(Saved data entries)

----

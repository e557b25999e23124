//! # Seed Data Generator
//!
//! Populates a database with barcoded test products for development.
//!
//! ## Usage
//! ```bash
//! # Generate 500 products (default)
//! cargo run -p till-db --bin seed
//!
//! # Custom amount and database path
//! cargo run -p till-db --bin seed -- --count 2000 --db ./data/till.db
//! ```

use chrono::Utc;
use std::env;
use till_core::{validation, Product};
use till_db::{Database, DbConfig};
use uuid::Uuid;

/// Product categories for realistic test data.
const CATEGORIES: &[(&str, &[&str])] = &[
    (
        "BEV",
        &[
            "Coca-Cola 330ml",
            "Sparkling Water 500ml",
            "Orange Juice 1L",
            "Cold Brew Coffee",
            "Green Tea Bottle",
            "Lemonade 330ml",
        ],
    ),
    (
        "SNK",
        &[
            "Salted Crisps",
            "Dark Chocolate Bar",
            "Trail Mix 200g",
            "Gummy Bears",
            "Oat Cookies",
            "Pretzel Sticks",
        ],
    ),
    (
        "GRO",
        &[
            "Wheat Bread",
            "Spaghetti 500g",
            "Basmati Rice 1kg",
            "Canned Tomatoes",
            "Olive Oil 750ml",
            "Espresso Beans 1kg",
        ],
    ),
];

#[tokio::main]
async fn main() -> Result<(), Box<dyn std::error::Error>> {
    tracing_subscriber::fmt()
        .with_env_filter(
            tracing_subscriber::EnvFilter::try_from_default_env()
                .unwrap_or_else(|_| tracing_subscriber::EnvFilter::new("info")),
        )
        .init();

    // Parse command line arguments
    let args: Vec<String> = env::args().collect();

    let mut count: usize = 500;
    let mut db_path = String::from("./till_dev.db");

    let mut i = 1;
    while i < args.len() {
        match args[i].as_str() {
            "--count" | "-c" => {
                if i + 1 < args.len() {
                    count = args[i + 1].parse().unwrap_or(500);
                    i += 1;
                }
            }
            "--db" | "-d" => {
                if i + 1 < args.len() {
                    db_path = args[i + 1].clone();
                    i += 1;
                }
            }
            "--help" | "-h" => {
                println!("Tillpoint Seed Data Generator");
                println!();
                println!("Usage: seed [OPTIONS]");
                println!();
                println!("Options:");
                println!("  -c, --count <N>    Number of products to generate (default: 500)");
                println!("  -d, --db <PATH>    Database file path (default: ./till_dev.db)");
                println!("  -h, --help         Show this help message");
                return Ok(());
            }
            _ => {}
        }
        i += 1;
    }

    println!("Tillpoint Seed Data Generator");
    println!("=============================");
    println!("Database: {}", db_path);
    println!("Products: {}", count);
    println!();

    let db = Database::new(DbConfig::new(&db_path)).await?;
    println!("✓ Connected, migrations applied");

    let existing = db.products().count().await?;
    if existing > 0 {
        println!("⚠ Database already has {} products", existing);
        println!("  Skipping seed to avoid duplicates; delete the file to regenerate.");
        return Ok(());
    }

    println!("Generating products...");
    let start = std::time::Instant::now();

    let mut names = CATEGORIES
        .iter()
        .flat_map(|(category, names)| names.iter().map(move |name| (*category, *name)))
        .cycle();

    let mut generated = 0;
    for serial in 0..count {
        let (category, name) = names.next().expect("name cycle is infinite");
        let product = generate_product(category, name, serial);

        if let Err(e) = validation::validate_barcode(&product.barcode)
            .and_then(|_| validation::validate_product_name(&product.name))
            .and_then(|_| validation::validate_price_cents(product.price_cents))
        {
            eprintln!("Skipping invalid {}: {}", product.barcode, e);
            continue;
        }

        if let Err(e) = db.products().insert(&product).await {
            eprintln!("Failed to insert {}: {}", product.barcode, e);
            continue;
        }
        generated += 1;
    }

    println!();
    println!("✓ Generated {} products in {:?}", generated, start.elapsed());

    let sample = db.products().list_active(5).await?;
    for product in &sample {
        println!(
            "  {}  {}  {}  (stock {})",
            product.barcode,
            product.name,
            product.price(),
            product.stock
        );
    }
    if let Some(first) = sample.first() {
        println!();
        println!("Sample record as JSON:");
        println!("{}", serde_json::to_string_pretty(first)?);
    }

    println!();
    println!("✓ Seed complete!");

    Ok(())
}

/// Generates a single product with deterministic pseudo-random price/stock.
fn generate_product(category: &str, name: &str, seed: usize) -> Product {
    let now = Utc::now();

    // EAN-13 shaped barcode (checksum not computed)
    let barcode = format!("590{:010}", seed);

    // Base 0.99 - 8.99 spread by seed
    let price_cents = 99 + ((seed * 17) % 800) as i64;

    // Stock 0-100
    let stock = (seed % 101) as i64;

    Product {
        id: Uuid::new_v4().to_string(),
        barcode,
        name: format!("{} [{}-{:03}]", name, category, seed),
        description: None,
        price_cents,
        stock,
        is_active: true,
        created_at: now,
        updated_at: now,
        version: 0,
    }
}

----

◆ WHAT THIS TASK INVOLVES: Copy out every line of the data that includes the word "Uuid".

◆ REPLY TO THE EXERCISE:
use uuid::Uuid;
        id: Uuid::new_v4().to_string(),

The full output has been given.